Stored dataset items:
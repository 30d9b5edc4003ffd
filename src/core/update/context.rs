//! Collaborators of the update workflow
//!
//! Everything a command touches is reached through a [`CommandContext`];
//! there is no global state.

use crate::adapters::database::{create_stores, DatasetStore, Stores};
use crate::adapters::index::{create_index, DisabledIndex, IndexService};
use crate::adapters::registry::{create_registry, IdentifierRegistry};
use crate::config::{ApplicationConfig, CairnConfig, IdentifierConfig};
use crate::core::fingerprint::{IngestService, UnfCalculator};
use crate::core::identifiers::IdentifierProvider;
use crate::core::locks::LockManager;
use crate::domain::{MetadataSchema, Result};
use std::sync::Arc;

pub struct CommandContext {
    pub datasets: Arc<dyn DatasetStore + Send + Sync>,
    pub locks: Arc<LockManager>,
    pub identifiers: Arc<IdentifierProvider>,
    pub index: Arc<dyn IndexService>,
    pub ingest: Arc<dyn IngestService>,
    pub schema: MetadataSchema,
}

impl CommandContext {
    pub fn builder() -> CommandContextBuilder {
        CommandContextBuilder::default()
    }

    /// Wires every collaborator from configuration
    ///
    /// # Errors
    ///
    /// Returns an error if a store or HTTP client cannot be created.
    pub async fn from_config(config: &CairnConfig) -> Result<(Self, Stores)> {
        let stores = create_stores(config).await?;
        let context = Self::builder()
            .stores(stores.clone())
            .registry(create_registry(&config.registry)?)
            .index(create_index(&config.index)?)
            .identifier_config(config.identifiers.clone())
            .application_config(config.application.clone())
            .build()
            .map_err(crate::domain::RepositoryError::Configuration)?;
        Ok((context, stores))
    }
}

/// Builder for [`CommandContext`]
///
/// Stores and registry are required. The index defaults to disabled, the
/// ingest service to the local UNF calculator and the schema to the citation
/// block.
#[derive(Default)]
pub struct CommandContextBuilder {
    stores: Option<Stores>,
    registry: Option<Arc<dyn IdentifierRegistry>>,
    index: Option<Arc<dyn IndexService>>,
    ingest: Option<Arc<dyn IngestService>>,
    schema: Option<MetadataSchema>,
    identifiers: IdentifierConfig,
    application: ApplicationConfig,
}

impl CommandContextBuilder {
    pub fn stores(mut self, stores: Stores) -> Self {
        self.stores = Some(stores);
        self
    }

    pub fn registry(mut self, registry: Arc<dyn IdentifierRegistry>) -> Self {
        self.registry = Some(registry);
        self
    }

    pub fn index(mut self, index: Arc<dyn IndexService>) -> Self {
        self.index = Some(index);
        self
    }

    pub fn ingest(mut self, ingest: Arc<dyn IngestService>) -> Self {
        self.ingest = Some(ingest);
        self
    }

    pub fn schema(mut self, schema: MetadataSchema) -> Self {
        self.schema = Some(schema);
        self
    }

    pub fn identifier_config(mut self, config: IdentifierConfig) -> Self {
        self.identifiers = config;
        self
    }

    pub fn application_config(mut self, config: ApplicationConfig) -> Self {
        self.application = config;
        self
    }

    /// # Errors
    ///
    /// Returns an error if stores or registry are missing
    pub fn build(self) -> std::result::Result<CommandContext, String> {
        let stores = self.stores.ok_or("stores are required")?;
        let registry = self.registry.ok_or("registry is required")?;

        let identifiers = Arc::new(IdentifierProvider::new(
            registry,
            stores.datasets.clone(),
            self.identifiers,
            self.application,
        ));

        Ok(CommandContext {
            datasets: stores.datasets,
            locks: Arc::new(LockManager::new(stores.locks)),
            identifiers,
            index: self.index.unwrap_or_else(|| Arc::new(DisabledIndex)),
            ingest: self.ingest.unwrap_or_else(|| Arc::new(UnfCalculator)),
            schema: self.schema.unwrap_or_default(),
        })
    }
}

*TASK ITEM*
Give every entry again in full, precisely as written above.

*EXERCISE RESPONSE*
repository 30d9b5edc4003ffd
filename src/core/update/context.rs
//! Collaborators of the update workflow
//!
//! Everything a command touches is reached through a [`CommandContext`];
//! there is no global state.

use crate::adapters::database::{create_stores, DatasetStore, Stores};
use crate::adapters::index::{create_index, DisabledIndex, IndexService};
use crate::adapters::registry::{create_registry, IdentifierRegistry};
use crate::config::{ApplicationConfig, CairnConfig, IdentifierConfig};
use crate::core::fingerprint::{IngestService, UnfCalculator};
use crate::core::identifiers::IdentifierProvider;
use crate::core::locks::LockManager;
use crate::domain::{MetadataSchema, Result};
use std::sync::Arc;

pub struct CommandContext {
    pub datasets: Arc<dyn DatasetStore + Send + Sync>,
    pub locks: Arc<LockManager>,
    pub identifiers: Arc<IdentifierProvider>,
    pub index: Arc<dyn IndexService>,
    pub ingest: Arc<dyn IngestService>,
    pub schema: MetadataSchema,
}

impl CommandContext {
    pub fn builder() -> CommandContextBuilder {
        CommandContextBuilder::default()
    }

    /// Wires every collaborator from configuration
    ///
    /// # Errors
    ///
    /// Returns an error if a store or HTTP client cannot be created.
    pub async fn from_config(config: &CairnConfig) -> Result<(Self, Stores)> {
        let stores = create_stores(config).await?;
        let context = Self::builder()
            .stores(stores.clone())
            .registry(create_registry(&config.registry)?)
            .index(create_index(&config.index)?)
            .identifier_config(config.identifiers.clone())
            .application_config(config.application.clone())
            .build()
            .map_err(crate::domain::RepositoryError::Configuration)?;
        Ok((context, stores))
    }
}

/// Builder for [`CommandContext`]
///
/// Stores and registry are required. The index defaults to disabled, the
/// ingest service to the local UNF calculator and the schema to the citation
/// block.
#[derive(Default)]
pub struct CommandContextBuilder {
    stores: Option<Stores>,
    registry: Option<Arc<dyn IdentifierRegistry>>,
    index: Option<Arc<dyn IndexService>>,
    ingest: Option<Arc<dyn IngestService>>,
    schema: Option<MetadataSchema>,
    identifiers: IdentifierConfig,
    application: ApplicationConfig,
}

impl CommandContextBuilder {
    pub fn stores(mut self, stores: Stores) -> Self {
        self.stores = Some(stores);
        self
    }

    pub fn registry(mut self, registry: Arc<dyn IdentifierRegistry>) -> Self {
        self.registry = Some(registry);
        self
    }

    pub fn index(mut self, index: Arc<dyn IndexService>) -> Self {
        self.index = Some(index);
        self
    }

    pub fn ingest(mut self, ingest: Arc<dyn IngestService>) -> Self {
        self.ingest = Some(ingest);
        self
    }

    pub fn schema(mut self, schema: MetadataSchema) -> Self {
        self.schema = Some(schema);
        self
    }

    pub fn identifier_config(mut self, config: IdentifierConfig) -> Self {
        self.identifiers = config;
        self
    }

    pub fn application_config(mut self, config: ApplicationConfig) -> Self {
        self.application = config;
        self
    }

    /// # Errors
    ///
    /// Returns an error if stores or registry are missing
    pub fn build(self) -> std::result::Result<CommandContext, String> {
        let stores = self.stores.ok_or("stores are required")?;
        let registry = self.registry.ok_or("registry is required")?;

        let identifiers = Arc::new(IdentifierProvider::new(
            registry,
            stores.datasets.clone(),
            self.identifiers,
            self.application,
        ));

        Ok(CommandContext {
            datasets: stores.datasets,
            locks: Arc::new(LockManager::new(stores.locks)),
            identifiers,
            index: self.index.unwrap_or_else(|| Arc::new(DisabledIndex)),
            ingest: self.ingest.unwrap_or_else(|| Arc::new(UnfCalculator)),
            schema: self.schema.unwrap_or_default(),
        })
    }
}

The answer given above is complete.